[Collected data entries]
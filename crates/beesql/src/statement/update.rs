use super::{Conditional, SqlStatement, StatementContext, StatementKind};
use crate::error::{BeeError, BeeResult};
use crate::keyword::Clauses;
use crate::value::Value;

/// UPDATE statement.
#[derive(Debug, Clone)]
pub struct Update {
    context: StatementContext,
    clauses: Clauses,
    assignments: Vec<(String, Value)>,
    prevent_update_all: bool,
}

impl Update {
    pub(crate) fn new<I, K, V>(context: StatementContext, assignments: I) -> BeeResult<Self>
    where
        I: IntoIterator<Item = (K, V)>,
        K: Into<String>,
        V: Into<Value>,
    {
        let mut update = Self {
            context,
            clauses: Clauses::new(),
            assignments: Vec::new(),
            prevent_update_all: true,
        };
        update.update(assignments)?;
        Ok(update)
    }

    /// Merge more assignments. A column set twice keeps its first position
    /// and takes the latest value.
    pub fn update<I, K, V>(&mut self, assignments: I) -> BeeResult<&mut Self>
    where
        I: IntoIterator<Item = (K, V)>,
        K: Into<String>,
        V: Into<Value>,
    {
        let assignments: Vec<(String, Value)> = assignments
            .into_iter()
            .map(|(k, v)| (k.into(), v.into()))
            .collect();
        if assignments.is_empty() {
            return Err(BeeError::EmptyUpdateValues);
        }
        for (column, value) in assignments {
            self.assign(column, value);
        }
        Ok(self)
    }

    /// Set a single column.
    pub fn set(&mut self, column: impl Into<String>, value: impl Into<Value>) -> &mut Self {
        self.assign(column.into(), value.into());
        self
    }

    fn assign(&mut self, column: String, value: Value) {
        match self.assignments.iter_mut().find(|(c, _)| *c == column) {
            Some((_, existing)) => *existing = value,
            None => self.assignments.push((column, value)),
        }
    }

    pub fn assignments(&self) -> &[(String, Value)] {
        &self.assignments
    }

    /// Mark this update as allowed to run without a WHERE condition.
    ///
    /// The flag is recorded for callers to inspect; rendering ignores it.
    pub fn allow_update_all(&mut self) -> &mut Self {
        self.prevent_update_all = false;
        self
    }

    pub fn prevents_update_all(&self) -> bool {
        self.prevent_update_all
    }
}

impl SqlStatement for Update {
    fn kind(&self) -> StatementKind {
        StatementKind::Update
    }

    fn context(&self) -> &StatementContext {
        &self.context
    }

    fn clauses(&self) -> &Clauses {
        &self.clauses
    }

    fn head_sql(&self) -> String {
        let escaper = self.context.escaper();
        let sets: Vec<String> = self
            .assignments
            .iter()
            .map(|(column, value)| format!("{} = {}", column, value.to_literal(escaper)))
            .collect();
        format!(
            "UPDATE {} SET {}",
            self.context.table().name,
            sets.join(", ")
        )
    }

    fn validate(&self) -> BeeResult<()> {
        if self.assignments.is_empty() {
            return Err(BeeError::EmptyUpdateValues);
        }
        Ok(())
    }
}

impl Conditional for Update {
    fn clauses_mut(&mut self) -> &mut Clauses {
        &mut self.clauses
    }
}
//! # beesql
//!
//! A fluent SQL statement builder with pluggable dialects.
//!
//! ## Features
//!
//! - **Typed statements**: SELECT, UPDATE, DELETE, INSERT and COUNT are built
//!   from chained calls, never from string concatenation by the caller
//! - **Grammar order for free**: WHERE, GROUP BY, HAVING, ORDER BY and LIMIT
//!   render in SQL order no matter in which order they were added
//! - **Condition chaining**: `where_` / `having` start a condition, `and` / `or`
//!   extend whichever condition is active
//! - **Dialects**: a name → part registry that callers can overlay part by
//!   part, plus a per-dialect string escaper
//! - **Executor seam**: rendered SQL is handed to an [`Executor`]; a blocking
//!   PostgreSQL executor ships behind the `postgres` feature
//!
//! ## Example
//!
//! ```
//! use beesql::prelude::*;
//!
//! # fn main() -> BeeResult<()> {
//! let db = Database::with_dialect(Dialect::MySql).use_db("shop");
//! let mut query = db.query()?;
//! query.on("orders");
//!
//! let select = query.select(["customer", "status"])?;
//! select.aggregate(beesql::aggregation::sum("total"))?;
//! select.where_("status").in_(["paid", "shipped"])?;
//! select.or("priority")?.eq(1)?;
//! select.group_by(["customer"])?.limit(10)?;
//!
//! assert_eq!(
//!     query.get_sql()?,
//!     "SELECT customer, status, SUM(total) AS sum_total FROM orders \
//!      WHERE status IN ('paid', 'shipped') OR priority = 1 \
//!      GROUP BY customer LIMIT 10 OFFSET 0"
//! );
//! # Ok(())
//! # }
//! ```

pub mod aggregation;
pub mod condition;
pub mod config;
pub mod database;
pub mod dialect;
pub mod error;
pub mod escape;
pub mod executor;
pub mod keyword;
pub mod maker;
pub mod predicate;
pub mod prelude;
pub mod query;
pub mod row;
pub mod statement;
pub mod value;

#[cfg(feature = "postgres")]
pub mod pg;

pub use aggregation::{AggregateFn, Aggregation};
pub use config::DbConfig;
pub use database::Database;
pub use dialect::Dialect;
pub use error::{BeeError, BeeResult};
pub use escape::{Escaper, MySqlEscaper, StandardEscaper};
pub use executor::{Executor, Recorder};
pub use maker::{QueryMaker, QueryPart};
pub use query::Query;
pub use row::{Row, RowSet};
pub use statement::{
    ColumnSelector, Conditional, Count, Delete, Field, Insert, Select, SqlStatement, Statement,
    StatementKind, Update,
};
pub use value::Value;

#[cfg(feature = "postgres")]
pub use pg::PgExecutor;
//! Database handle: dialect registry, escaper and executor in one place.

use crate::config::DbConfig;
use crate::dialect::Dialect;
use crate::error::{BeeError, BeeResult};
use crate::escape::Escaper;
use crate::executor::Executor;
use crate::maker::QueryMaker;
use crate::query::Query;
use crate::row::RowSet;
use std::fmt;
use std::sync::Arc;

/// A configured database that hands out [`Query`] handles.
///
/// Cloning is cheap; clones share the registry, escaper and executor.
#[derive(Clone)]
pub struct Database {
    config: DbConfig,
    maker: Arc<QueryMaker>,
    escaper: Arc<dyn Escaper>,
    executor: Option<Arc<dyn Executor>>,
}

impl Database {
    /// Build from config, using its dialect's registry and escaper.
    pub fn new(config: DbConfig) -> Self {
        let dialect = config.dialect;
        Self {
            config,
            maker: Arc::new(dialect.query_maker()),
            escaper: dialect.escaper(),
            executor: None,
        }
    }

    /// Shorthand for `Database::new(DbConfig::new(dialect))`.
    pub fn with_dialect(dialect: Dialect) -> Self {
        Self::new(DbConfig::new(dialect))
    }

    pub fn with_executor(mut self, executor: impl Executor + 'static) -> Self {
        self.executor = Some(Arc::new(executor));
        self
    }

    /// Replace the query-part registry, e.g. with a custom overlay.
    pub fn with_query_maker(mut self, maker: QueryMaker) -> Self {
        self.maker = Arc::new(maker);
        self
    }

    pub fn with_escaper(mut self, escaper: impl Escaper + 'static) -> Self {
        self.escaper = Arc::new(escaper);
        self
    }

    /// Choose the database name.
    pub fn use_db(mut self, name: impl Into<String>) -> Self {
        self.config.db_name = Some(name.into());
        self
    }

    pub fn auth(mut self, username: impl Into<String>, password: impl Into<String>) -> Self {
        self.config.username = Some(username.into());
        self.config.password = Some(password.into());
        self
    }

    /// Start a new query. Fails when no database name is configured.
    pub fn query(&self) -> BeeResult<Query> {
        if self.config.db_name.is_none() {
            return Err(BeeError::NoDatabaseSelected);
        }
        Ok(Query::new(self.clone()))
    }

    pub fn config(&self) -> &DbConfig {
        &self.config
    }

    pub fn dialect(&self) -> Dialect {
        self.config.dialect
    }

    pub fn query_maker(&self) -> &Arc<QueryMaker> {
        &self.maker
    }

    pub fn escaper(&self) -> &Arc<dyn Escaper> {
        &self.escaper
    }

    /// Escape text with this database's escaper.
    pub fn escape(&self, raw: &str) -> String {
        self.escaper.escape(raw)
    }

    pub fn has_executor(&self) -> bool {
        self.executor.is_some()
    }

    /// Connect a PostgreSQL executor built from this database's config.
    #[cfg(feature = "postgres")]
    pub fn connect_postgres(self) -> BeeResult<Self> {
        let executor = crate::pg::PgExecutor::new(&self.config)?;
        Ok(self.with_executor(executor))
    }
}

impl Executor for Database {
    fn execute(&self, sql: &str) -> BeeResult<RowSet> {
        match &self.executor {
            Some(executor) => executor.execute(sql),
            None => Err(BeeError::NoExecutor),
        }
    }
}

impl fmt::Debug for Database {
    fn fmt(&self, f: &mut fmt::Formatter<'_>) -> fmt::Result {
        f.debug_struct("Database")
            .field("dialect", &self.config.dialect)
            .field("db_name", &self.config.db_name)
            .field("host", &self.config.host)
            .field("has_executor", &self.executor.is_some())
            .finish_non_exhaustive()
    }
}

#[cfg(test)]
mod tests {
    use super::*;
    use crate::executor::Recorder;

    #[test]
    fn test_query_requires_db_name() {
        let db = Database::with_dialect(Dialect::Generic);
        assert!(matches!(db.query(), Err(BeeError::NoDatabaseSelected)));
        assert!(db.use_db("app").query().is_ok());
    }

    #[test]
    fn test_execute_without_executor() {
        let db = Database::with_dialect(Dialect::Generic);
        assert!(matches!(db.execute("SELECT 1"), Err(BeeError::NoExecutor)));
    }

    #[test]
    fn test_executor_is_shared_by_clones() {
        let recorder = Recorder::new();
        let db = Database::with_dialect(Dialect::Sqlite).with_executor(recorder.clone());
        let copy = db.clone();
        copy.execute("SELECT 1").unwrap();
        db.execute("SELECT 2").unwrap();
        assert_eq!(recorder.statements(), ["SELECT 1", "SELECT 2"]);
    }

    #[test]
    fn test_dialect_escaper() {
        assert_eq!(Database::with_dialect(Dialect::MySql).escape("a'b"), "a\\'b");
        assert_eq!(Database::with_dialect(Dialect::Postgres).escape("a'b"), "a''b");
        let custom = Database::with_dialect(Dialect::Generic).with_escaper(|s: &str| s.to_uppercase());
        assert_eq!(custom.escape("abc"), "ABC");
    }
}
use super::{
    ColumnSelector, Conditional, SqlStatement, StatementContext, StatementKind, attach_equalities,
};
use crate::aggregation::Aggregation;
use crate::condition::ConditionKind;
use crate::error::{BeeError, BeeResult};
use crate::keyword::{Clauses, OrderColumn};
use crate::maker::{AggregatePart, ClauseKind};
use crate::predicate::Connector;
use crate::value::Value;
use std::collections::BTreeSet;

/// One entry of a SELECT list.
#[derive(Debug, Clone, PartialEq, Eq)]
pub enum Field {
    Column(String),
    Aggregate(Aggregation),
}

impl From<&str> for Field {
    fn from(name: &str) -> Self {
        Field::Column(name.to_string())
    }
}

impl From<String> for Field {
    fn from(name: String) -> Self {
        Field::Column(name)
    }
}

impl From<Aggregation> for Field {
    fn from(agg: Aggregation) -> Self {
        Field::Aggregate(agg)
    }
}

/// SELECT statement.
///
/// Plain columns form a set and render sorted; aggregations keep the order
/// they were added in. Selecting nothing means `*`, and once the wildcard is
/// set later selections are ignored.
#[derive(Debug, Clone)]
pub struct Select {
    context: StatementContext,
    clauses: Clauses,
    fields: BTreeSet<String>,
    aggregations: Vec<(AggregatePart, Aggregation)>,
    all: bool,
}

impl Select {
    pub(crate) fn new<I, F>(context: StatementContext, fields: I) -> BeeResult<Self>
    where
        I: IntoIterator<Item = F>,
        F: Into<Field>,
    {
        let mut select = Self {
            context,
            clauses: Clauses::new(),
            fields: BTreeSet::new(),
            aggregations: Vec::new(),
            all: false,
        };
        select.select(fields)?;
        Ok(select)
    }

    /// Merge more fields into the selection. An empty list selects `*`.
    pub fn select<I, F>(&mut self, fields: I) -> BeeResult<&mut Self>
    where
        I: IntoIterator<Item = F>,
        F: Into<Field>,
    {
        let fields: Vec<Field> = fields.into_iter().map(Into::into).collect();
        if fields.is_empty() {
            self.all = true;
            self.fields.clear();
            self.aggregations.clear();
            return Ok(self);
        }
        if self.all {
            return Ok(self);
        }

        let maker = self.context.maker();
        let mut columns = Vec::new();
        let mut aggregations = Vec::new();
        for field in fields {
            match field {
                Field::Column(name) => columns.push(name),
                Field::Aggregate(agg) => aggregations.push((maker.aggregation(agg.func)?, agg)),
            }
        }

        self.fields.extend(columns);
        self.aggregations.extend(aggregations);
        Ok(self)
    }

    /// Add one aggregation to the selection.
    pub fn aggregate(&mut self, aggregation: Aggregation) -> BeeResult<&mut Self> {
        self.select([Field::Aggregate(aggregation)])
    }

    pub fn is_wildcard(&self) -> bool {
        self.all
    }

    /// Selected column names, sorted.
    pub fn fields(&self) -> impl Iterator<Item = &str> {
        self.fields.iter().map(String::as_str)
    }

    pub fn aggregations(&self) -> impl Iterator<Item = &Aggregation> {
        self.aggregations.iter().map(|(_, agg)| agg)
    }

    /// Add GROUP BY columns.
    pub fn group_by<I, C>(&mut self, columns: I) -> BeeResult<&mut Self>
    where
        I: IntoIterator<Item = C>,
        C: Into<String>,
    {
        let columns: Vec<String> = columns.into_iter().map(Into::into).collect();
        if columns.is_empty() {
            return Err(BeeError::EmptyArgumentList("group by"));
        }
        let part = self.context.maker().clause(ClauseKind::GroupBy)?;
        self.clauses.group_by(part, columns);
        Ok(self)
    }

    /// Add ORDER BY columns; prefix a column with `-` to sort descending.
    pub fn order_by<I, C>(&mut self, columns: I) -> BeeResult<&mut Self>
    where
        I: IntoIterator<Item = C>,
        C: AsRef<str>,
    {
        let columns: Vec<OrderColumn> = columns
            .into_iter()
            .map(|c| OrderColumn::parse(c.as_ref()))
            .collect();
        if columns.is_empty() {
            return Err(BeeError::EmptyArgumentList("order by"));
        }
        let part = self.context.maker().clause(ClauseKind::OrderBy)?;
        self.clauses.order_by(part, columns);
        Ok(self)
    }

    /// `LIMIT n` starting from the first row.
    pub fn limit(&mut self, limit: u64) -> BeeResult<&mut Self> {
        self.limit_offset(limit, 0)
    }

    pub fn limit_offset(&mut self, limit: u64, offset: u64) -> BeeResult<&mut Self> {
        let part = self.context.maker().limit()?;
        self.clauses.limit(part, limit, offset);
        Ok(self)
    }

    /// Page-based LIMIT/OFFSET. `page` starts at 1; both arguments are
    /// clamped to at least 1.
    pub fn paginate(&mut self, page: u64, per_page: u64) -> BeeResult<&mut Self> {
        let page = page.max(1);
        let per_page = per_page.max(1);
        self.limit_offset(per_page, (page - 1).saturating_mul(per_page))
    }

    /// Start a comparison on `column` for the HAVING condition.
    pub fn having(&mut self, column: impl Into<String>) -> ColumnSelector<'_, Self> {
        ColumnSelector::new(self, column.into(), ConditionKind::Having, Connector::And)
    }

    /// Add `column = value` equalities to HAVING, AND-joined.
    pub fn having_eq<I, K, V>(&mut self, pairs: I) -> BeeResult<&mut Self>
    where
        I: IntoIterator<Item = (K, V)>,
        K: Into<String>,
        V: Into<Value>,
    {
        attach_equalities(self, ConditionKind::Having, pairs, Connector::And, "having")
    }

    /// Make the HAVING condition the chaining target again.
    pub fn activate_having(&mut self) -> BeeResult<&mut Self> {
        self.clauses.activate(ConditionKind::Having)?;
        Ok(self)
    }

    fn field_list(&self) -> String {
        if self.all {
            return "*".to_string();
        }
        let mut items: Vec<String> = self.fields.iter().cloned().collect();
        items.extend(self.aggregations.iter().map(|(part, agg)| agg.to_sql(part)));
        if items.is_empty() {
            return "*".to_string();
        }
        items.join(", ")
    }
}

impl SqlStatement for Select {
    fn kind(&self) -> StatementKind {
        StatementKind::Select
    }

    fn context(&self) -> &StatementContext {
        &self.context
    }

    fn clauses(&self) -> &Clauses {
        &self.clauses
    }

    fn head_sql(&self) -> String {
        format!(
            "SELECT {} FROM {}",
            self.field_list(),
            self.context.table().from_sql()
        )
    }
}

impl Conditional for Select {
    fn clauses_mut(&mut self) -> &mut Clauses {
        &mut self.clauses
    }
}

Task to complete: Start with the first line of the data and print every line exactly. The line containing "pub struct Update" is the last one to include.

Task answer:
filename crates/beesql/src/statement/update.rs
use super::{Conditional, SqlStatement, StatementContext, StatementKind};
use crate::error::{BeeError, BeeResult};
use crate::keyword::Clauses;
use crate::value::Value;

/// UPDATE statement.
#[derive(Debug, Clone)]
pub struct Update {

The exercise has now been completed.